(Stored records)

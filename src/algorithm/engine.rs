//! Per-dataset motif mining engine
//!
//! An engine owns one validated dataset with its region indices and answers
//! frequent-pattern and enrichment requests against it. The dataset is never
//! mutated after construction; the only interior state is a memo cache of
//! background neighborhoods, filled after a computation succeeds.

use crate::algorithm::cache::{Background, CacheStats, NeighborhoodCache, NeighborhoodKey, footprint};
use crate::algorithm::cancellation::CancellationToken;
use crate::analysis::enrichment::{EnrichmentOptions, EnrichmentRecord, EnrichmentTester, RegionSample};
use crate::analysis::neighborhood::{
    Neighborhood, NeighborhoodQuery, extract_background, extract_dataset,
};
use crate::analysis::patterns::{Motif, Pattern, PatternMiner};
use crate::analysis::statistics::Transactions;
use crate::io::configuration::{
    DEFAULT_DATASET_NAME, NEIGHBORHOOD_CACHE_BUDGET, NEIGHBORHOOD_CACHE_CAPACITY,
};
use crate::io::error::{Result, invalid_argument, not_found};
use crate::spatial::{CellRecord, Dataset, LabelId, SpatialParams};
use parking_lot::Mutex;
use serde::Serialize;
use std::collections::BTreeSet;
use std::sync::Arc;
use std::time::Instant;
use tracing::{debug, info, warn};

/// A frequent pattern reported by label names
#[derive(Debug, Clone, PartialEq, Serialize)]
pub struct PatternSupport {
    /// Pattern labels, lexicographic
    pub pattern: Vec<String>,
    /// Fraction of center neighborhoods containing the pattern
    pub support: f64,
}

/// Motif mining engine bound to one dataset
#[derive(Debug)]
pub struct MotifEngine {
    dataset: Dataset,
    cache: Mutex<NeighborhoodCache>,
}

impl MotifEngine {
    /// Validate raw cells and build an engine named after the default dataset
    ///
    /// # Errors
    ///
    /// Returns an invalid input error for malformed cells and an invalid
    /// argument error for out-of-domain spatial parameters
    pub fn create_engine(
        cells: Vec<CellRecord>,
        regions: Option<Vec<String>>,
        params: SpatialParams,
    ) -> Result<Self> {
        Self::create_named(DEFAULT_DATASET_NAME, cells, regions, params)
    }

    /// Validate raw cells and build an engine for a named dataset
    ///
    /// # Errors
    ///
    /// Same as [`MotifEngine::create_engine`]
    pub fn create_named(
        name: &str,
        cells: Vec<CellRecord>,
        regions: Option<Vec<String>>,
        params: SpatialParams,
    ) -> Result<Self> {
        let started = Instant::now();
        let dataset = Dataset::from_records(name, cells, regions, params)?;
        info!(
            dataset = name,
            cells = dataset.len(),
            regions = dataset.regions().len(),
            cell_types = dataset.vocabulary().len(),
            elapsed_ms = started.elapsed().as_millis(),
            "engine created"
        );
        Ok(Self::new(dataset))
    }

    /// Wrap an already validated dataset
    pub fn new(dataset: Dataset) -> Self {
        Self {
            dataset,
            cache: Mutex::new(NeighborhoodCache::new(
                NEIGHBORHOOD_CACHE_CAPACITY,
                NEIGHBORHOOD_CACHE_BUDGET,
            )),
        }
    }

    /// The dataset this engine answers for
    pub const fn dataset(&self) -> &Dataset {
        &self.dataset
    }

    /// Background neighborhood cache hit/miss counts
    pub fn cache_stats(&self) -> CacheStats {
        self.cache.lock().stats
    }

    /// Frequent neighbor patterns around the k nearest neighbors of `ct` cells
    ///
    /// # Errors
    ///
    /// See [`MotifEngine::find_patterns`]
    pub fn find_patterns_knn(
        &self,
        ct: &str,
        k: usize,
        min_support: f64,
    ) -> Result<Vec<PatternSupport>> {
        self.find_patterns_knn_with(ct, k, min_support, &CancellationToken::new())
    }

    /// [`MotifEngine::find_patterns_knn`] with cooperative cancellation
    ///
    /// # Errors
    ///
    /// See [`MotifEngine::find_patterns`]
    pub fn find_patterns_knn_with(
        &self,
        ct: &str,
        k: usize,
        min_support: f64,
        cancel: &CancellationToken,
    ) -> Result<Vec<PatternSupport>> {
        let query = NeighborhoodQuery::Knn { k, max_dist: None };
        self.find_patterns(ct, &query, min_support, cancel)
    }

    /// Frequent neighbor patterns within `max_dist` of `ct` cells
    ///
    /// # Errors
    ///
    /// See [`MotifEngine::find_patterns`]
    pub fn find_patterns_radius(
        &self,
        ct: &str,
        max_dist: f64,
        min_size: usize,
        min_support: f64,
    ) -> Result<Vec<PatternSupport>> {
        self.find_patterns_radius_with(
            ct,
            max_dist,
            min_size,
            min_support,
            &CancellationToken::new(),
        )
    }

    /// [`MotifEngine::find_patterns_radius`] with cooperative cancellation
    ///
    /// # Errors
    ///
    /// See [`MotifEngine::find_patterns`]
    pub fn find_patterns_radius_with(
        &self,
        ct: &str,
        max_dist: f64,
        min_size: usize,
        min_support: f64,
        cancel: &CancellationToken,
    ) -> Result<Vec<PatternSupport>> {
        let query = NeighborhoodQuery::Radius {
            max_dist,
            min_size,
            max_ns: None,
        };
        self.find_patterns(ct, &query, min_support, cancel)
    }

    /// Mine frequent patterns over the neighborhoods of `ct` cells
    ///
    /// # Errors
    ///
    /// Returns an invalid argument error for out-of-domain parameters or a
    /// blank `ct`, a not found error for an unknown `ct`, and a cancellation
    /// error if `cancel` fires
    pub fn find_patterns(
        &self,
        ct: &str,
        query: &NeighborhoodQuery,
        min_support: f64,
        cancel: &CancellationToken,
    ) -> Result<Vec<PatternSupport>> {
        let started = Instant::now();
        query.validate()?;
        let miner = PatternMiner::new(min_support)?;
        let center = self.resolve_center(ct)?;
        let query = query.clamped(self.dataset.params().max_radius);

        let neighborhoods = extract_dataset(&self.dataset, Some(center), &query, cancel)?;
        let partial = neighborhoods
            .iter()
            .flatten()
            .filter(|neighborhood| neighborhood.partial)
            .count();
        self.report_partial(ct, partial);
        let transactions = Transactions::from_neighborhoods(neighborhoods.iter().flatten());
        let patterns = miner.excluding(center).mine(&transactions, cancel)?;

        info!(
            dataset = self.dataset.name(),
            ct,
            transactions = transactions.len(),
            partial_neighborhoods = partial,
            patterns = patterns.len(),
            elapsed_ms = started.elapsed().as_millis(),
            "frequent patterns found"
        );
        Ok(patterns
            .into_iter()
            .map(|found| PatternSupport {
                pattern: found.pattern.names(&self.dataset),
                support: found.support,
            })
            .collect())
    }

    /// Enrichment of patterns among the k nearest neighbors of `ct` cells
    ///
    /// Without `motifs`, candidates are the frequent patterns at
    /// `min_support`.
    ///
    /// # Errors
    ///
    /// See [`MotifEngine::enrich`]
    pub fn enrich_knn(
        &self,
        ct: &str,
        motifs: Option<&[Motif]>,
        k: usize,
        min_support: f64,
        max_dist: Option<f64>,
        options: &EnrichmentOptions,
    ) -> Result<Vec<EnrichmentRecord>> {
        self.enrich_knn_with(
            ct,
            motifs,
            k,
            min_support,
            max_dist,
            options,
            &CancellationToken::new(),
        )
    }

    /// [`MotifEngine::enrich_knn`] with cooperative cancellation
    ///
    /// # Errors
    ///
    /// See [`MotifEngine::enrich`]
    pub fn enrich_knn_with(
        &self,
        ct: &str,
        motifs: Option<&[Motif]>,
        k: usize,
        min_support: f64,
        max_dist: Option<f64>,
        options: &EnrichmentOptions,
        cancel: &CancellationToken,
    ) -> Result<Vec<EnrichmentRecord>> {
        let query = NeighborhoodQuery::Knn { k, max_dist };
        self.enrich(ct, motifs, &query, min_support, options, cancel)
    }

    /// Enrichment of patterns within `max_dist` of `ct` cells
    ///
    /// # Errors
    ///
    /// See [`MotifEngine::enrich`]
    pub fn enrich_radius(
        &self,
        ct: &str,
        motifs: Option<&[Motif]>,
        max_dist: f64,
        min_size: usize,
        min_support: f64,
        max_ns: usize,
        options: &EnrichmentOptions,
    ) -> Result<Vec<EnrichmentRecord>> {
        self.enrich_radius_with(
            ct,
            motifs,
            max_dist,
            min_size,
            min_support,
            max_ns,
            options,
            &CancellationToken::new(),
        )
    }

    /// [`MotifEngine::enrich_radius`] with cooperative cancellation
    ///
    /// # Errors
    ///
    /// See [`MotifEngine::enrich`]
    pub fn enrich_radius_with(
        &self,
        ct: &str,
        motifs: Option<&[Motif]>,
        max_dist: f64,
        min_size: usize,
        min_support: f64,
        max_ns: usize,
        options: &EnrichmentOptions,
        cancel: &CancellationToken,
    ) -> Result<Vec<EnrichmentRecord>> {
        let query = NeighborhoodQuery::Radius {
            max_dist,
            min_size,
            max_ns: Some(max_ns),
        };
        self.enrich(ct, motifs, &query, min_support, options, cancel)
    }

    /// Test candidate patterns around `ct` cells for enrichment
    ///
    /// # Errors
    ///
    /// Returns an invalid argument error for out-of-domain parameters, a not
    /// found error for an unknown `ct` or motif label, a computation error for
    /// a degenerate background, and a cancellation error if `cancel` fires
    pub fn enrich(
        &self,
        ct: &str,
        motifs: Option<&[Motif]>,
        query: &NeighborhoodQuery,
        min_support: f64,
        options: &EnrichmentOptions,
        cancel: &CancellationToken,
    ) -> Result<Vec<EnrichmentRecord>> {
        let started = Instant::now();
        query.validate()?;
        let miner = PatternMiner::new(min_support)?;
        options.validate()?;
        let center = self.resolve_center(ct)?;
        let targeted = motifs.map(|list| self.resolve_motifs(list)).transpose()?;
        let query = query.clamped(self.dataset.params().max_radius);

        let background = self.background(&query, cancel)?;
        let samples: Vec<RegionSample<'_>> = background
            .iter()
            .map(|region| RegionSample {
                centers: region
                    .iter()
                    .filter(|set| self.dataset.label_of(set.center) == Some(center))
                    .collect(),
                background: region.as_slice(),
            })
            .collect();
        let partial = samples
            .iter()
            .flat_map(|sample| sample.centers.iter())
            .filter(|set| set.partial)
            .count();
        self.report_partial(ct, partial);

        let candidates = match targeted {
            Some(patterns) => patterns,
            None => {
                let transactions = Transactions::from_label_sets(
                    samples.iter().flat_map(|sample| sample.centers.iter().copied()),
                );
                miner
                    .excluding(center)
                    .mine(&transactions, cancel)?
                    .into_iter()
                    .map(|found| found.pattern)
                    .collect()
            }
        };

        // Rebuilt for the centers only; the cached background keeps no neighbor rows
        let details: Vec<Neighborhood> = if options.return_cell_ids && !candidates.is_empty() {
            extract_dataset(&self.dataset, Some(center), &query, cancel)?
                .into_iter()
                .flatten()
                .collect()
        } else {
            Vec::new()
        };
        let records = EnrichmentTester::new(&self.dataset, *options)
            .with_details(&details)
            .evaluate(center, &candidates, &samples, cancel)?;

        info!(
            dataset = self.dataset.name(),
            ct,
            candidates = candidates.len(),
            partial_neighborhoods = partial,
            significant = records.iter().filter(|record| record.significant).count(),
            elapsed_ms = started.elapsed().as_millis(),
            "enrichment finished"
        );
        Ok(records)
    }

    fn report_partial(&self, ct: &str, partial: usize) {
        if partial > 0 {
            warn!(
                dataset = self.dataset.name(),
                ct,
                partial_neighborhoods = partial,
                "fewer than k neighbors available in some regions"
            );
        }
    }

    fn resolve_center(&self, ct: &str) -> Result<LabelId> {
        if ct.trim().is_empty() {
            return Err(invalid_argument("ct", &ct, &"a center cell type is required"));
        }
        self.dataset
            .label_id(ct)
            .ok_or_else(|| not_found("cell type", &ct))
    }

    /// Resolve motifs to patterns, testing duplicates once
    fn resolve_motifs(&self, motifs: &[Motif]) -> Result<Vec<Pattern>> {
        let unique = motifs
            .iter()
            .map(|motif| motif.resolve(&self.dataset))
            .collect::<Result<BTreeSet<_>>>()?;
        Ok(unique.into_iter().collect())
    }

    /// Neighborhoods of every cell under `query`, from cache when possible
    fn background(
        &self,
        query: &NeighborhoodQuery,
        cancel: &CancellationToken,
    ) -> Result<Background> {
        let key = NeighborhoodKey::from(query);
        if let Some(cached) = self.cache.lock().get(&key) {
            debug!(dataset = self.dataset.name(), "background neighborhoods cache hit");
            return Ok(cached);
        }

        // Computed outside the lock; a cancelled extraction never reaches the cache
        let computed = Arc::new(extract_background(&self.dataset, query, cancel)?);
        let cached = self.cache.lock().insert(key, Arc::clone(&computed));
        debug!(
            dataset = self.dataset.name(),
            neighborhoods = computed.iter().map(Vec::len).sum::<usize>(),
            bytes = footprint(&computed),
            cached,
            "background neighborhoods computed"
        );
        Ok(computed)
    }
}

> _What you need to do_
One number is the whole answer: how many lines in the records contain "domain".

> _Expected answer_
3